Monday, 23 September 2013

Do the maverick mavens need managers?

Do the maverick mavens need managers?
The McKinsey and company report “Big data: The next frontier for innovation, competition and productivity” (May 2011) is a well publicized and circulated one on the internet .

The report projected that the demand for deep analytical positions in a big data world in the United States could exceed the supply based on the trends seen ( in 2011) , by 140,000 to 190,000 positions. While this was widely referred to , in various reports, what intrigued me was the additional information, tucked in there , which has been often ignored .

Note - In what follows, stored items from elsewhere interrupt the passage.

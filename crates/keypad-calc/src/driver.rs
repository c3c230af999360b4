//! Driving an engine from a front end
//!
//! A [`Session`] owns an [`Engine`] and a [`DisplaySink`]. Every event that
//! changes what should be shown triggers exactly one render, so front ends
//! never poll the engine. The same scenario code then runs against any sink:
//! the recording sink in tests, the terminal in the CLI.

use crate::core::CalcResult;
use crate::engine::{Display, Engine, Outcome};
use crate::input::InputEvent;
use tracing::trace;

/// Receives display frames
pub trait DisplaySink {
    /// Shows one frame
    fn render(&mut self, display: &Display);
}

impl<S: DisplaySink + ?Sized> DisplaySink for &mut S {
    fn render(&mut self, display: &Display) {
        (**self).render(display);
    }
}

/// Sink that keeps every frame it was given
#[derive(Debug, Clone, Default, PartialEq, Eq)]
pub struct RecordingSink {
    frames: Vec<Display>,
}

impl RecordingSink {
    /// Creates an empty recording
    #[must_use]
    pub fn new() -> Self {
        Self::default()
    }

    /// All frames, oldest first
    #[must_use]
    pub fn frames(&self) -> &[Display] {
        &self.frames
    }

    /// The most recent frame
    #[must_use]
    pub fn last(&self) -> Option<&Display> {
        self.frames.last()
    }

    /// Number of renders so far
    #[must_use]
    pub fn len(&self) -> usize {
        self.frames.len()
    }

    /// Returns true if nothing was rendered
    #[must_use]
    pub fn is_empty(&self) -> bool {
        self.frames.is_empty()
    }
}

impl DisplaySink for RecordingSink {
    fn render(&mut self, display: &Display) {
        self.frames.push(display.clone());
    }
}

/// An engine wired to a display
#[derive(Debug)]
pub struct Session<S: DisplaySink> {
    engine: Engine,
    sink: S,
}

impl<S: DisplaySink> Session<S> {
    /// Starts a fresh engine and renders its initial display
    pub fn new(sink: S) -> Self {
        Self::with_engine(Engine::new(), sink)
    }

    /// Wraps an existing engine and renders its current display
    pub fn with_engine(engine: Engine, mut sink: S) -> Self {
        sink.render(&engine.display());
        Self { engine, sink }
    }

    /// Handles one event, rendering if the outcome asks for it
    pub fn handle(&mut self, event: InputEvent) -> Outcome {
        let outcome = self.engine.handle(event);
        if outcome.needs_refresh() {
            self.sink.render(&self.engine.display());
        } else {
            trace!(%event, "no refresh");
        }
        outcome
    }

    /// Handles every event of one script token (see [`InputEvent::expand_token`])
    pub fn feed_token(&mut self, token: &str) -> CalcResult<()> {
        for event in InputEvent::expand_token(token)? {
            self.handle(event);
        }
        Ok(())
    }

    /// Feeds a whitespace-separated script, stopping at the first unknown token
    pub fn feed_script(&mut self, script: &str) -> CalcResult<()> {
        script
            .split_whitespace()
            .try_for_each(|token| self.feed_token(token))
    }

    /// What the display shows now
    #[must_use]
    pub fn display(&self) -> Display {
        self.engine.display()
    }

    /// The engine
    #[must_use]
    pub fn engine(&self) -> &Engine {
        &self.engine
    }

    /// The sink
    #[must_use]
    pub fn sink(&self) -> &S {
        &self.sink
    }

    /// The sink, mutably
    pub fn sink_mut(&mut self) -> &mut S {
        &mut self.sink
    }

    /// Ends the session, returning the sink
    pub fn into_sink(self) -> S {
        self.sink
    }
}

// ===== Scenario checks =====

#[cfg(any(test, feature = "scenarios"))]
pub use scenarios::{
    run_all_scenarios, verify_arithmetic, verify_error_recovery, verify_functions, verify_memory,
    verify_power,
};

/// Keypad scenarios that run against ANY sink and assert on the engine's
/// display. They panic on a mismatch, so they only exist for tests and
/// behind the `scenarios` feature.
#[cfg(any(test, feature = "scenarios"))]
mod scenarios {
    use super::{DisplaySink, Session};

    fn run<S: DisplaySink>(session: &mut Session<S>, script: &str) -> String {
        session.feed_script(script).unwrap();
        session.display().current_input
    }

    /// Verifies operator chaining, collapsing and percent terms
    pub fn verify_arithmetic<S: DisplaySink>(session: &mut Session<S>) {
        assert_eq!(run(session, "C 2 + 3 ="), "5");
        assert_eq!(run(session, "C 5 + - 3 ="), "2");
        // the second operator replaces the first and drops the 3
        assert_eq!(run(session, "C 2 + 3 * 4 ="), "8");
        assert_eq!(run(session, "C 200 + 50 % ="), "250");
        assert_eq!(run(session, "C 10 % 3 ="), "Error");
    }

    /// Verifies function keys and their error cases
    pub fn verify_functions<S: DisplaySink>(session: &mut Session<S>) {
        assert_eq!(run(session, "C 9 sqrt"), "3");
        assert_eq!(run(session, "C 4 neg sqrt"), "Error");
        assert_eq!(run(session, "C 0 reciprocal"), "Error");
        assert_eq!(run(session, "C 2 asin"), "Error");
    }

    /// Verifies power entry through `=` and through an operator
    pub fn verify_power<S: DisplaySink>(session: &mut Session<S>) {
        assert_eq!(run(session, "C 2 pow 10 ="), "1024");
        assert_eq!(run(session, "C 2 pow 10 +"), "1024");
        assert_eq!(session.display().expression, "");
    }

    /// Verifies the memory register survives clearing
    pub fn verify_memory<S: DisplaySink>(session: &mut Session<S>) {
        assert_eq!(run(session, "MC C 7 M+ C MR"), "7");
        assert_eq!(run(session, "C 3 M+ C MR"), "10");
        run(session, "MC");
    }

    /// Verifies that an error leaves the engine usable
    pub fn verify_error_recovery<S: DisplaySink>(session: &mut Session<S>) {
        assert_eq!(run(session, "C 5 / 0 ="), "Error");
        assert_eq!(run(session, "4 + 1 ="), "5");
    }

    /// Runs every scenario check
    pub fn run_all_scenarios<S: DisplaySink>(session: &mut Session<S>) {
        verify_arithmetic(session);
        verify_functions(session);
        verify_power(session);
        verify_memory(session);
        verify_error_recovery(session);
    }
}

The report further suggested that there would be a projection of a need for 1.5 million additional managers and analysts in the United States who can ask the right questions and consume the results of analysis of big data effectively. All these add up to a number which will make anyone to sit up and take notice.

This brings up the moot question- does an ensemble of Data Scientists need managers and that too in a proportion as being mentioned. Who could be those managers, what would be the skill and expertise and where would one get them from ?

Let us take a minute to discuss how a Data Science project is different from a typical application development project.

Data Science projects are different !
A Data Science project could be more akin to a typical R&D project which would be more of a process of discovery. The discovery as an output / outcome is expected to be more abstract and less definite .

For example, I was engaged in a Data Science project related to the area of weather forecasting .This is an area where predictive analytics is deployed , the deployment of the appropriate algorithms is the key to yield the results with the right accuracy .The skill would lie on the identification , selection and the deployment of the right approach, to deliver the highest possible accuracy of prediction .

The right approach is a combination of the appropriate method of enriching the input data, competing a set of most applicable algorithm(s), tuning the parameters of the algorithm(s), ensuring that no over fitting is done and using the right metric to test the performance of the algorithm(s).

The team structure in a Data Science team is necessarily a flat structure .There is a reason. The roles are distinct and the level of peer collaboration is intense. Designated Data Scientists would take up defined role as per the “triangle of intelligence” namely aggregated content ( the raw data ) , algorithm ( the thinking ) and reference structures ( the domain knowledge base , ontology ) .

An application development project, more often than not, has a defined output based on the requirements gathered and the business objectives which have to be derived. Execution of such projects require a hierarchical team structure with different types of work packets being defined and allocated across functions (requirement gathering , design , development , testing , release management , change management ..warranty support) . The output here is often defined , stable and possibly repetitive .

So while a manager is the need in a hierarchical setup, as in the latter case does one need one in a flat structure,as in the former ?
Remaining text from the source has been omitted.